On the surface, the three siblings’ work is almost entirely distinct, their respective styles as individual as Raphael, Ellen and Gabe are as people. But underneath? They’re all fueled by that same fire that we see beneath Latif’s broad cheeks and inside Ernestine’s cherubic eyes: the light of the transcendent determined to assert itself over mere flesh and earth. It’s no whim, after all, that Raphael’s rendering of the family homestead—looking down from an unnamed soul’s perspective upon the Tiberinos’ rough-hewn garden court from a vantage hovering above the backyard, where the most piercingly vibrant colors of nature, from summer’s greens to autumn’s reds, are infused fiercely into the walls of the house itself, into the brick path and the gazebos no less than into the grass and trees and leaves—is titled “The Triumph of Life After Death.”
The Unflinching Eye: Works of the Tiberino Family Circle is on display at the African American Museum in Philadelphia through Sat., March 22. Guided tours led by Joseph and Raphael Tiberino, with Ellen and Gabe Tiberino, will take place 1-2pm on Sat., March 15 and Sat., March 22. Free with admission: $14/adults, $10/students. 701 Arch St. 215.574.0380. aampmuseum.org.

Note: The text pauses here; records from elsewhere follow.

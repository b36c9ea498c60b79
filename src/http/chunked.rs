//! Chunked transfer encoding support
//!
//! This module provides encoding and decoding for HTTP chunked transfer encoding.
//! The decoder works on a growing `BytesMut` and hands out body data without
//! copying it.

use super::{Error, Result, CRLF};
use bytes::{Buf, Bytes, BytesMut};
use std::io::Write;

/// Longest accepted chunk-size line, extensions included
const MAX_SIZE_LINE: usize = 4096;

/// Terminating zero-size chunk with an empty trailer
pub const LAST_CHUNK: &[u8] = b"0\r\n\r\n";

/// Chunk header for `len` bytes of data
pub fn chunk_header(len: usize) -> String {
    format!("{:x}{}", len, CRLF)
}

/// Chunked encoder
///
/// Encodes data in HTTP chunked transfer encoding format
pub struct ChunkedEncoder<W: Write> {
    writer: W,
}

impl<W: Write> ChunkedEncoder<W> {
    /// Create a new chunked encoder
    pub fn new(writer: W) -> Self {
        ChunkedEncoder { writer }
    }

    /// Write a chunk of data
    pub fn write_chunk(&mut self, data: &[u8]) -> Result<()> {
        // An empty chunk would terminate the body
        if data.is_empty() {
            return Ok(());
        }

        self.writer.write_all(chunk_header(data.len()).as_bytes())?;
        self.writer.write_all(data)?;
        self.writer.write_all(CRLF.as_bytes())?;

        Ok(())
    }

    /// Write the final chunk (0-sized chunk)
    pub fn finish(&mut self) -> Result<()> {
        self.writer.write_all(LAST_CHUNK)?;
        self.writer.flush()?;
        Ok(())
    }

    /// Consume the encoder and return the underlying writer
    pub fn into_inner(self) -> W {
        self.writer
    }
}

/// Result of one decoding step
#[derive(Debug, PartialEq, Eq)]
pub enum Decoded {
    /// Body bytes
    Data(Bytes),
    /// The buffer holds no complete unit; read more
    NeedMore,
    /// Last chunk and trailer consumed
    Done,
}

#[derive(Debug, Clone, Copy, PartialEq)]
enum DecoderState {
    ChunkSize,
    ChunkData { remaining: u64 },
    ChunkEnd,
    Trailer,
    Complete,
}

/// Chunked decoder
///
/// Decodes HTTP chunked transfer encoding format
#[derive(Debug)]
pub struct ChunkedDecoder {
    state: DecoderState,
}

impl ChunkedDecoder {
    /// Create a new chunked decoder
    pub fn new() -> Self {
        ChunkedDecoder {
            state: DecoderState::ChunkSize,
        }
    }

    /// Decode the next unit from `buf`, consuming what was used
    pub fn decode(&mut self, buf: &mut BytesMut) -> Result<Decoded> {
        loop {
            match self.state {
                DecoderState::ChunkSize => {
                    let Some(line) = take_line(buf)? else {
                        return Ok(Decoded::NeedMore);
                    };
                    let size = parse_chunk_size(&line)?;
                    self.state = if size == 0 {
                        DecoderState::Trailer
                    } else {
                        DecoderState::ChunkData { remaining: size }
                    };
                }

                DecoderState::ChunkData { remaining } => {
                    if buf.is_empty() {
                        return Ok(Decoded::NeedMore);
                    }
                    let take = remaining.min(buf.len() as u64) as usize;
                    let data = buf.split_to(take).freeze();
                    let left = remaining - take as u64;
                    self.state = if left == 0 {
                        DecoderState::ChunkEnd
                    } else {
                        DecoderState::ChunkData { remaining: left }
                    };
                    return Ok(Decoded::Data(data));
                }

                DecoderState::ChunkEnd => {
                    if buf.len() < 2 {
                        return Ok(Decoded::NeedMore);
                    }
                    if &buf[..2] != b"\r\n" {
                        return Err(Error::Protocol("Expected CRLF after chunk".to_string()));
                    }
                    buf.advance(2);
                    self.state = DecoderState::ChunkSize;
                }

                DecoderState::Trailer => {
                    // Trailer fields are skipped until the empty line
                    let Some(line) = take_line(buf)? else {
                        return Ok(Decoded::NeedMore);
                    };
                    if line.is_empty() {
                        self.state = DecoderState::Complete;
                        return Ok(Decoded::Done);
                    }
                }

                DecoderState::Complete => return Ok(Decoded::Done),
            }
        }
    }

    /// Check if decoding is complete
    pub fn is_complete(&self) -> bool {
        self.state == DecoderState::Complete
    }
}

impl Default for ChunkedDecoder {
    fn default() -> Self {
        Self::new()
    }
}

/// Split off one CRLF-terminated line
fn take_line(buf: &mut BytesMut) -> Result<Option<Bytes>> {
    match buf.windows(2).position(|w| w == b"\r\n") {
        Some(pos) => {
            let line = buf.split_to(pos).freeze();
            buf.advance(2);
            Ok(Some(line))
        }
        None if buf.len() > MAX_SIZE_LINE => {
            Err(Error::InvalidChunkSize("chunk size line too long".to_string()))
        }
        None => Ok(None),
    }
}

fn parse_chunk_size(line: &[u8]) -> Result<u64> {
    let line = String::from_utf8_lossy(line);
    let size_str = line.split(';').next().unwrap_or_default().trim();
    if size_str.is_empty() || size_str.len() > 16 {
        return Err(Error::InvalidChunkSize(size_str.to_string()));
    }
    u64::from_str_radix(size_str, 16).map_err(|_| Error::InvalidChunkSize(size_str.to_string()))
}

/// Decode complete chunked body from bytes
pub fn decode_chunked_body(input: &[u8]) -> Result<Vec<u8>> {
    let mut decoder = ChunkedDecoder::new();
    let mut buf = BytesMut::from(input);
    let mut output = Vec::new();

    loop {
        match decoder.decode(&mut buf)? {
            Decoded::Data(data) => output.extend_from_slice(&data),
            Decoded::NeedMore => return Err(Error::Incomplete),
            Decoded::Done => return Ok(output),
        }
    }
}
impl Reply {
    pub fn new(status: u16) -> Self {
        Reply {
            status,
            reason: None,
            version: Version::Http11,
            interim: Vec::new(),
            headers: Vec::new(),
            body: Vec::new(),
            framing: Framing::Length,
            delay: None,
            byte_delay: None,
            close: false,
            tunnel: None,
        }
    }

    /// 200 with a text body
    pub fn ok(body: impl Into<Vec<u8>>) -> Self {
        Reply::new(200).header("Content-Type", "text/plain").body(body)
    }

    /// Redirect to `location`
    pub fn redirect(status: u16, location: &str) -> Self {
        Reply::new(status).header("Location", location)
    }

    pub fn header(mut self, name: impl Into<String>, value: impl Into<String>) -> Self {
        self.headers.push((name.into(), value.into()));
        self
    }

    pub fn body(mut self, body: impl Into<Vec<u8>>) -> Self {
        self.body = body.into();
        self
    }

    pub fn reason(mut self, reason: impl Into<String>) -> Self {
        self.reason = Some(reason.into());
        self
    }

    /// Answer as HTTP/1.0, which closes the connection afterwards
    pub fn http10(mut self) -> Self {
        self.version = Version::Http10;
        self.close = true;
        self
    }

    /// Send an interim 1xx head first
    pub fn interim(mut self, status: u16) -> Self {
        self.interim.push(status);
        self
    }

    /// Send the body with chunked transfer coding, one chunk per entry
    pub fn chunked<I, C>(mut self, chunks: I) -> Self
    where
        I: IntoIterator<Item = C>,
        C: Into<Vec<u8>>,
    {
        self.framing = Framing::Chunked(chunks.into_iter().map(Into::into).collect());
        self
    }

    /// Announce a Content-Length of `declared` but send only the body
    pub fn truncated(mut self, declared: u64) -> Self {
        self.framing = Framing::Truncated(declared);
        self.close = true;
        self
    }

    /// Omit the length and close after the body
    pub fn until_close(mut self) -> Self {
        self.framing = Framing::UntilClose;
        self.close = true;
        self
    }

    /// Write `bytes` as the whole response
    pub fn raw(bytes: impl Into<Vec<u8>>) -> Self {
        let mut reply = Reply::new(200);
        reply.framing = Framing::Raw(bytes.into());
        reply
    }

    /// Wait before answering
    pub fn delay(mut self, delay: Duration) -> Self {
        self.delay = Some(delay);
        self
    }

    /// Write the response one byte at a time
    pub fn byte_by_byte(mut self, pause: Duration) -> Self {
        self.byte_delay = Some(pause);
        self
    }

    /// Close the connection after this response
    pub fn close(mut self) -> Self {
        self.close = true;
        self
    }

    /// Accept a CONNECT and relay bytes to `target`
    pub fn tunnel(target: SocketAddr) -> Self {
        let mut reply = Reply::new(200).reason("Connection established");
        reply.tunnel = Some(target);
        reply
    }

    fn head_only(&self, request: &ReceivedRequest) -> bool {
        request.method == Method::Head || self.status == 204 || self.status == 304
    }

    /// Serialize for `request`
    fn to_wire(&self, request: &ReceivedRequest) -> Vec<u8> {
        if let Framing::Raw(bytes) = &self.framing {
            return bytes.clone();
        }

        let mut wire = Vec::new();
        for code in &self.interim {
            wire.extend_from_slice(status_line(Version::Http11, *code, None).as_bytes());
            wire.extend_from_slice(CRLF.as_bytes());
        }

        wire.extend_from_slice(status_line(self.version, self.status, self.reason.as_deref()).as_bytes());
        for (name, value) in &self.headers {
            wire.extend_from_slice(format!("{}: {}{}", name, value, CRLF).as_bytes());
        }
        let has = |name: &str| self.headers.iter().any(|(n, _)| n.eq_ignore_ascii_case(name));
        if self.tunnel.is_none() {
            match &self.framing {
                Framing::Length if !has("Content-Length") => {
                    wire.extend_from_slice(format!("Content-Length: {}{}", self.body.len(), CRLF).as_bytes());
                }
                Framing::Chunked(_) => {
                    wire.extend_from_slice(format!("Transfer-Encoding: chunked{}", CRLF).as_bytes());
                }
                Framing::Truncated(declared) => {
                    wire.extend_from_slice(format!("Content-Length: {}{}", declared, CRLF).as_bytes());
                }
                _ => {}
            }
        }
        if self.close && self.version == Version::Http11 && !has("Connection") {
            wire.extend_from_slice(format!("Connection: close{}", CRLF).as_bytes());
        }
        wire.extend_from_slice(CRLF.as_bytes());

        if !self.head_only(request) && self.tunnel.is_none() {
            match &self.framing {
                Framing::Chunked(chunks) => {
                    let mut encoder = chunked::ChunkedEncoder::new(&mut wire);
                    for chunk in chunks {
                        // Writing into a Vec cannot fail
                        let _ = encoder.write_chunk(chunk);
                    }
                    let _ = encoder.finish();
                }
                _ => wire.extend_from_slice(&self.body),
            }
        }
        wire
    }
}

fn status_line(version: Version, code: u16, reason: Option<&str>) -> String {
    let phrase = match reason {
        Some(reason) => reason.to_string(),
        None => Status::new(code)
            .map(|s| s.reason_phrase().to_string())
            .unwrap_or_default(),
    };
    format!("{} {} {}{}", version.as_str(), code, phrase, CRLF)
}

/// One server-side HTTP/1.1 connection
pub struct ServerConnection<S: SessionOps> {
    session: HttpSession<S>,
    buffer: BytesMut,
}

impl<S: SessionOps> ServerConnection<S> {
    pub fn new(session: S) -> Self {
        let mut session = HttpSession::new(session);
        session.set_timeout(Some(STOP_POLL));
        ServerConnection {
            session,
            buffer: BytesMut::new(),
        }
    }

    /// Read more bytes into the buffer; `None` on EOF or stop
    fn fill(&mut self, stop: &AtomicBool) -> Result<Option<usize>> {
        let mut temp = [0u8; 4096];
        loop {
            if stop.load(Ordering::Acquire) {
                return Ok(None);
            }
            match self.session.read(&mut temp) {
                Ok(0) => return Ok(None),
                Ok(n) => {
                    self.buffer.extend_from_slice(&temp[..n]);
                    return Ok(Some(n));
                }
                Err(Error::Timeout) => continue,
                Err(e) => return Err(e),
            }
        }
    }

    /// Receive the next request head; `None` when the client went away
    pub fn receive_head(&mut self, stop: &AtomicBool) -> Result<Option<RequestHead>> {
        let mut parser = RequestParser::new();
        let mut pending = std::mem::take(&mut self.buffer);
        loop {
            if let Some(head) = parser.parse(&pending)? {
                self.buffer = BytesMut::from(&parser.take_remaining()[..]);
                return Ok(Some(head));
            }
            if self.fill(stop)?.is_none() {
                return Ok(None);
            }
            pending = std::mem::take(&mut self.buffer);
        }
    }

    /// Receive a request body framed by `headers`
    pub fn receive_body(&mut self, headers: &Headers, stop: &AtomicBool) -> Result<Vec<u8>> {
        if headers.has_token("Transfer-Encoding", "chunked") {
            return self.receive_chunked_body(stop);
        }

        let Some(length) = headers.content_length()? else {
            return Ok(Vec::new());
        };
        let length = length as usize;
        while self.buffer.len() < length {
            if self.fill(stop)?.is_none() {
                return Err(Error::ConnectionClosed);
            }
        }
        Ok(self.buffer.split_to(length).to_vec())
    }

    fn receive_chunked_body(&mut self, stop: &AtomicBool) -> Result<Vec<u8>> {
        let mut decoder = ChunkedDecoder::new();
        let mut output = Vec::new();
        loop {
            match decoder.decode(&mut self.buffer)? {
                Decoded::Data(data) => output.extend_from_slice(&data),
                Decoded::Done => return Ok(output),
                Decoded::NeedMore => {
                    if self.fill(stop)?.is_none() {
                        return Err(Error::ConnectionClosed);
                    }
                }
            }
        }
    }

    /// Receive a whole request
    pub fn receive_request(&mut self, stop: &AtomicBool) -> Result<Option<ReceivedRequest>> {
        let Some(head) = self.receive_head(stop)? else {
            return Ok(None);
        };
        let body = if head.method == Method::Connect {
            Vec::new()
        } else {
            self.receive_body(&head.headers, stop)?
        };
        Ok(Some(ReceivedRequest {
            method: head.method,
            target: head.target,
            version: head.version,
            headers: head.headers,
            body,
        }))
    }

    /// Send raw bytes
    pub fn send_bytes(&mut self, wire: &[u8]) -> Result<()> {
        self.session.write_all(wire)
    }

    /// Send `reply`; returns whether the connection stays open
    pub fn send_reply(&mut self, request: &ReceivedRequest, reply: &Reply, stop: &AtomicBool) -> Result<bool> {
        if let Some(delay) = reply.delay {
            thread::sleep(delay);
        }
        let wire = reply.to_wire(request);
        match reply.byte_delay {
            Some(pause) => {
                for byte in &wire {
                    if stop.load(Ordering::Acquire) {
                        return Ok(false);
                    }
                    self.send_bytes(std::slice::from_ref(byte))?;
                    thread::sleep(pause);
                }
            }
            None => self.send_bytes(&wire)?,
        }

        let client_close = request.headers.has_token("Connection", "close")
            || (request.version == Version::Http10 && !request.headers.has_token("Connection", "keep-alive"));
        Ok(!(reply.close || client_close || matches!(reply.framing, Framing::Raw(_))))
    }

    /// Relay bytes between the client and `target` until either side closes
    pub fn relay(&mut self, target: SocketAddr, stop: &AtomicBool) -> Result<()> {
        let mut upstream = TcpStream::connect(target)?;
        if !self.buffer.is_empty() {
            upstream.write_all(&self.buffer)?;
            self.buffer.clear();
        }
        let mut buf = [0u8; 16 * 1024];
        let fds = [
            (self.session.get_ref().raw_fd(), PollEvents::Read),
            (upstream.as_raw_fd(), PollEvents::Read),
        ];
        while !stop.load(Ordering::Acquire) {
            let ready = poll_fds(&fds, Some(STOP_POLL))?;
            if ready[0] || self.session.get_ref().buffered() > 0 {
                let n = self.session.get_mut().read(&mut buf)?;
                if n == 0 {
                    break;
                }
                upstream.write_all(&buf[..n])?;
            }
            if ready[1] {
                let n = upstream.read(&mut buf)?;
                if n == 0 {
                    break;
                }
                self.send_bytes(&buf[..n])?;
            }
        }
        Ok(())
    }

    /// Close the connection
    pub fn close(&mut self) -> Result<()> {
        self.session.close()
    }

    /// Get a reference to the underlying session
    pub fn session(&self) -> &HttpSession<S> {
        &self.session
    }
}

type Handler = dyn Fn(&ReceivedRequest) -> Reply + Send + Sync;

#[derive(Default)]
struct Log {
    requests: Mutex<Vec<ReceivedRequest>>,
}

/// Scripted HTTP/1.1 server on an ephemeral loopback port
pub struct HttpServer {
    acceptor: Acceptor,
    log: Arc<Log>,
    https: bool,
}

impl HttpServer {
    /// Plain HTTP server answering with `handler`
    pub fn start<F>(handler: F) -> Result<HttpServer>
    where
        F: Fn(&ReceivedRequest) -> Reply + Send + Sync + 'static,
    {
        Self::spawn(None, Arc::new(handler))
    }

    /// HTTPS server (built-in certificate) answering with `handler`
    pub fn start_tls<F>(tls: TlsConfig, handler: F) -> Result<HttpServer>
    where
        F: Fn(&ReceivedRequest) -> Reply + Send + Sync + 'static,
    {
        Self::spawn(Some(tls), Arc::new(handler))
    }

    fn spawn(tls: Option<TlsConfig>, handler: Arc<Handler>) -> Result<HttpServer> {
        let log = Arc::new(Log::default());
        let https = tls.is_some();
        let acceptor = {
            let log = Arc::clone(&log);
            Acceptor::spawn("fixture-h1", move |stream, stop| {
                let outcome = match &tls {
                    Some(tls) => match tls.accept(stream) {
                        Ok(session) => serve_connection(session, &*handler, &log, stop),
                        Err(e) => Err(e.into()),
                    },
                    None => serve_connection(FdSessionOps::new(stream), &*handler, &log, stop),
                };
                if let Err(e) = outcome {
                    debug!(error = %e, "fixture connection ended");
                }
            })?
        };
        Ok(HttpServer { acceptor, log, https })
    }

    pub fn local_addr(&self) -> SocketAddr {
        self.acceptor.local_addr()
    }

    pub fn port(&self) -> u16 {
        self.local_addr().port()
    }

    /// Absolute URI for `path` on this server
    pub fn uri(&self, path: &str) -> String {
        let scheme = if self.https { "https" } else { "http" };
        format!("{}://127.0.0.1:{}{}", scheme, self.port(), path)
    }

    /// Connections accepted so far
    pub fn connections(&self) -> usize {
        self.acceptor.connections()
    }

    /// Requests received so far
    pub fn request_count(&self) -> usize {
        self.log.requests.lock().len()
    }

    /// Copy of every request received so far
    pub fn requests(&self) -> Vec<ReceivedRequest> {
        self.log.requests.lock().clone()
    }

    pub fn stop(&mut self) {
        self.acceptor.stop();
    }
}
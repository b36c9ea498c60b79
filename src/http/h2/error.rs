//! HTTP/2 error types
//!
//! Connection-level failures carry the RFC 7540 Section 7 error code sent in
//! GOAWAY; stream-level failures carry the code from RST_STREAM.

use std::fmt;

/// HTTP/2 errors
#[derive(Debug, thiserror::Error)]
pub enum Error {
    /// I/O error
    #[error("I/O error: {0}")]
    Io(#[from] std::io::Error),

    /// Protocol error detected (error code 0x1)
    #[error("Protocol error: {0}")]
    Protocol(String),

    /// Flow control error (error code 0x3)
    #[error("Flow control error: {0}")]
    FlowControl(String),

    /// Frame size error (error code 0x6)
    #[error("Frame size error: {0}")]
    FrameSize(String),

    /// HPACK decoding failed (error code 0x9)
    #[error("Compression error: {0}")]
    Compression(String),

    /// Invalid settings value
    #[error("Invalid settings value: {0}")]
    InvalidSettings(String),

    /// Peer reset the stream
    #[error("Stream {stream_id} reset by peer: {code}")]
    StreamReset { stream_id: u32, code: ErrorCode },

    /// Peer sent GOAWAY before this stream was processed
    #[error("Connection going away (last stream {last_stream_id}): {code}")]
    GoAway { last_stream_id: u32, code: ErrorCode },

    /// Stream was cancelled locally
    #[error("Stream cancelled: {0}")]
    Cancel(u32),

    /// Timeout waiting for the peer
    #[error("Timeout")]
    Timeout,

    /// Opening another stream would exceed the peer's limit
    #[error("Too many concurrent streams")]
    TooManyStreams,

    /// Connection closed
    #[error("Connection closed")]
    ConnectionClosed,

    /// Server did not start with the client preface
    #[error("Missing connection preface")]
    MissingPreface,

    /// Invalid header
    #[error("Invalid header: {0}")]
    InvalidHeader(String),
}

impl Error {
    /// Error code to send in GOAWAY for a connection error
    pub fn code(&self) -> ErrorCode {
        match self {
            Error::FlowControl(_) => ErrorCode::FlowControlError,
            Error::FrameSize(_) => ErrorCode::FrameSizeError,
            Error::Compression(_) => ErrorCode::CompressionError,
            Error::Io(_) | Error::ConnectionClosed | Error::Timeout => ErrorCode::InternalError,
            Error::StreamReset { code, .. } | Error::GoAway { code, .. } => *code,
            Error::Cancel(_) => ErrorCode::Cancel,
            Error::TooManyStreams => ErrorCode::RefusedStream,
            _ => ErrorCode::ProtocolError,
        }
    }

    /// Whether the request never reached the server's application
    ///
    /// Such requests may be sent again on another connection.
    pub fn is_unprocessed(&self) -> bool {
        match self {
            Error::GoAway { .. } => true,
            Error::StreamReset { code, .. } => *code == ErrorCode::RefusedStream,
            _ => false,
        }
    }
}

/// HTTP/2 error codes as defined in RFC 7540 Section 7
#[derive(Debug, Clone, Copy, PartialEq, Eq)]
#[repr(u32)]
pub enum ErrorCode {
    NoError = 0x0,
    ProtocolError = 0x1,
    InternalError = 0x2,
    FlowControlError = 0x3,
    SettingsTimeout = 0x4,
    StreamClosed = 0x5,
    FrameSizeError = 0x6,
    RefusedStream = 0x7,
    Cancel = 0x8,
    CompressionError = 0x9,
    ConnectError = 0xa,
    EnhanceYourCalm = 0xb,
    InadequateSecurity = 0xc,
    Http11Required = 0xd,
}

impl ErrorCode {
    /// Convert error code to u32
    pub fn as_u32(self) -> u32 {
        self as u32
    }

    /// Create error code from u32
    ///
    /// Unknown codes are treated as INTERNAL_ERROR (RFC 7540 Section 7).
    pub fn from_u32(code: u32) -> Self {
        match code {
            0x0 => ErrorCode::NoError,
            0x1 => ErrorCode::ProtocolError,
            0x3 => ErrorCode::FlowControlError,
            0x4 => ErrorCode::SettingsTimeout,
            0x5 => ErrorCode::StreamClosed,
            0x6 => ErrorCode::FrameSizeError,
            0x7 => ErrorCode::RefusedStream,
            0x8 => ErrorCode::Cancel,
            0x9 => ErrorCode::CompressionError,
            0xa => ErrorCode::ConnectError,
            0xb => ErrorCode::EnhanceYourCalm,
            0xc => ErrorCode::InadequateSecurity,
            0xd => ErrorCode::Http11Required,
            _ => ErrorCode::InternalError,
        }
    }

    /// Get error name
    pub fn name(&self) -> &'static str {
        match self {
            ErrorCode::NoError => "NO_ERROR",
            ErrorCode::ProtocolError => "PROTOCOL_ERROR",
            ErrorCode::InternalError => "INTERNAL_ERROR",
            ErrorCode::FlowControlError => "FLOW_CONTROL_ERROR",
            ErrorCode::SettingsTimeout => "SETTINGS_TIMEOUT",
            ErrorCode::StreamClosed => "STREAM_CLOSED",
            ErrorCode::FrameSizeError => "FRAME_SIZE_ERROR",
            ErrorCode::RefusedStream => "REFUSED_STREAM",
            ErrorCode::Cancel => "CANCEL",
            ErrorCode::CompressionError => "COMPRESSION_ERROR",
            ErrorCode::ConnectError => "CONNECT_ERROR",
            ErrorCode::EnhanceYourCalm => "ENHANCE_YOUR_CALM",
            ErrorCode::InadequateSecurity => "INADEQUATE_SECURITY",
            ErrorCode::Http11Required => "HTTP_1_1_REQUIRED",
        }
    }
}

impl fmt::Display for ErrorCode {
    fn fmt(&self, f: &mut fmt::Formatter<'_>) -> fmt::Result {
        write!(f, "{} (0x{:x})", self.name(), self.as_u32())
    }
}

/// Result type for HTTP/2 operations
pub type Result<T> = std::result::Result<T, Error>;
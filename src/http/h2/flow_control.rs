//! HTTP/2 flow control
//!
//! This module implements flow control as defined in RFC 7540 Section 5.2.
//!
//! HTTP/2 uses flow control to prevent senders from overwhelming receivers
//! with data. Flow control is applied at both the connection and stream level;
//! the same [`FlowControl`] pair of windows serves both.

use super::error::{Error, Result};
use super::DEFAULT_INITIAL_WINDOW_SIZE;

/// Largest legal window (2^31 - 1)
const MAX_WINDOW_SIZE: i64 = 0x7FFF_FFFF;

/// Flow control window
///
/// The size may go negative when the peer shrinks SETTINGS_INITIAL_WINDOW_SIZE
/// while data is in flight.
#[derive(Debug, Clone)]
pub struct FlowControlWindow {
    initial_size: u32,
    current_size: i64,
}

impl FlowControlWindow {
    /// Create a new flow control window with default size
    pub fn new() -> Self {
        Self::with_initial_size(DEFAULT_INITIAL_WINDOW_SIZE)
    }

    /// Create a new flow control window with specified initial size
    pub fn with_initial_size(initial_size: u32) -> Self {
        FlowControlWindow {
            initial_size,
            current_size: initial_size as i64,
        }
    }

    /// Get current window size
    pub fn size(&self) -> i64 {
        self.current_size
    }

    /// Get initial window size
    pub fn initial_size(&self) -> u32 {
        self.initial_size
    }

    /// Bytes that may be sent right now
    pub fn available(&self) -> usize {
        self.current_size.max(0) as usize
    }

    /// Consume window capacity for sending data
    ///
    /// Returns the amount actually granted, which may be less than requested.
    pub fn consume(&mut self, amount: usize) -> usize {
        let granted = amount.min(self.available());
        self.current_size -= granted as i64;
        granted
    }

    /// Increase window size (WINDOW_UPDATE)
    pub fn increase(&mut self, increment: u32) -> Result<i64> {
        if increment == 0 {
            return Err(Error::Protocol(
                "Window update increment must be non-zero".to_string(),
            ));
        }

        let new_size = self.current_size + increment as i64;
        if new_size > MAX_WINDOW_SIZE {
            return Err(Error::FlowControl(format!(
                "Window size {} exceeds maximum (2^31-1)",
                new_size
            )));
        }

        self.current_size = new_size;
        Ok(self.current_size)
    }

    /// Account for received data; fails when the peer overran the window
    pub fn receive(&mut self, amount: usize) -> Result<()> {
        if amount as i64 > self.current_size {
            return Err(Error::FlowControl(format!(
                "received {} bytes with only {} left in the window",
                amount, self.current_size
            )));
        }
        self.current_size -= amount as i64;
        Ok(())
    }

    /// Apply a new SETTINGS_INITIAL_WINDOW_SIZE (RFC 7540 Section 6.9.2)
    pub fn update_initial_size(&mut self, new_initial_size: u32) -> Result<()> {
        let diff = new_initial_size as i64 - self.initial_size as i64;
        let new_current = self.current_size + diff;

        if new_current > MAX_WINDOW_SIZE {
            return Err(Error::FlowControl(format!(
                "New window size {} exceeds maximum (2^31-1)",
                new_current
            )));
        }

        self.initial_size = new_initial_size;
        self.current_size = new_current;
        Ok(())
    }
}

impl Default for FlowControlWindow {
    fn default() -> Self {
        Self::new()
    }
}

/// Send and receive windows of one stream or of the whole connection
#[derive(Debug, Clone, Default)]
pub struct FlowControl {
    pub send: FlowControlWindow,
    pub recv: FlowControlWindow,
}

impl FlowControl {
    pub fn new(send_size: u32, recv_size: u32) -> Self {
        FlowControl {
            send: FlowControlWindow::with_initial_size(send_size),
            recv: FlowControlWindow::with_initial_size(recv_size),
        }
    }

    /// Give back credit for `amount` received bytes the application has
    /// taken; returns the WINDOW_UPDATE increment to send, if any
    pub fn release(&mut self, amount: usize) -> Result<Option<u32>> {
        if amount == 0 {
            return Ok(None);
        }
        let increment = u32::try_from(amount)
            .map_err(|_| Error::FlowControl(format!("cannot release {} bytes at once", amount)))?;
        self.recv.increase(increment)?;
        Ok(Some(increment))
    }
}

#[cfg(test)]
mod tests {
    use super::*;

    #[test]
    fn test_flow_control_window_consume() {
        let mut window = FlowControlWindow::with_initial_size(100);
        assert_eq!(window.consume(50), 50);
        assert_eq!(window.size(), 50);
        assert_eq!(window.consume(60), 50);
        assert_eq!(window.size(), 0);
        assert_eq!(window.consume(10), 0);
    }

    #[test]
    fn test_flow_control_window_increase() {
        let mut window = FlowControlWindow::with_initial_size(100);
        window.consume(50);
        assert_eq!(window.increase(100).unwrap(), 150);
        assert!(window.increase(0).is_err());

        let mut full = FlowControlWindow::with_initial_size(0x7FFF_FFFF);
        assert!(matches!(full.increase(1), Err(Error::FlowControl(_))));
    }

    #[test]
    fn test_update_initial_size_can_go_negative() {
        let mut window = FlowControlWindow::with_initial_size(100);
        window.consume(80);
        window.update_initial_size(50).unwrap();
        assert_eq!(window.size(), -30);
        assert_eq!(window.available(), 0);
        window.update_initial_size(200).unwrap();
        assert_eq!(window.size(), 120);
    }

    #[test]
    fn test_receive_waits_for_release() {
        let mut flow = FlowControl::new(65535, 10);
        flow.recv.receive(8).unwrap();
        assert_eq!(flow.recv.size(), 2);
        assert!(flow.recv.receive(3).is_err());

        assert_eq!(flow.release(0).unwrap(), None);
        assert_eq!(flow.release(8).unwrap(), Some(8));
        assert_eq!(flow.recv.size(), 10);
        assert!(flow.recv.receive(11).is_err());
    }
}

The Ellen Powell Tiberino Memorial Museum is open for special events and by appointment. 3819 Hamilton St. 215.386.3784. tiberinomuseum.org
Beyond The Unflinching Eye
After the exhibit at the African American Museum closes, art lovers will continue to find works by the Tiberino circle on display in various locales around Philadelphia. A few worth noting: The Ellen Powell Tiberino Memorial Museum in Powelton Village is open for special events and by appointment. Center City residents can find a mural by Joseph and Gabe Tiberino on the side of the Municipal Services Building on 15th Street across from Love Park. Raphael Tiberino curates the gallery at Vintage Wine Bar (which hosts an opening tonight, Wed., March 12, for the work of Sean Martorana). And Ellen Tiberino’s mosaic work can be seen inside Bikram Yoga at 1520 Sansom St. / S.H.S.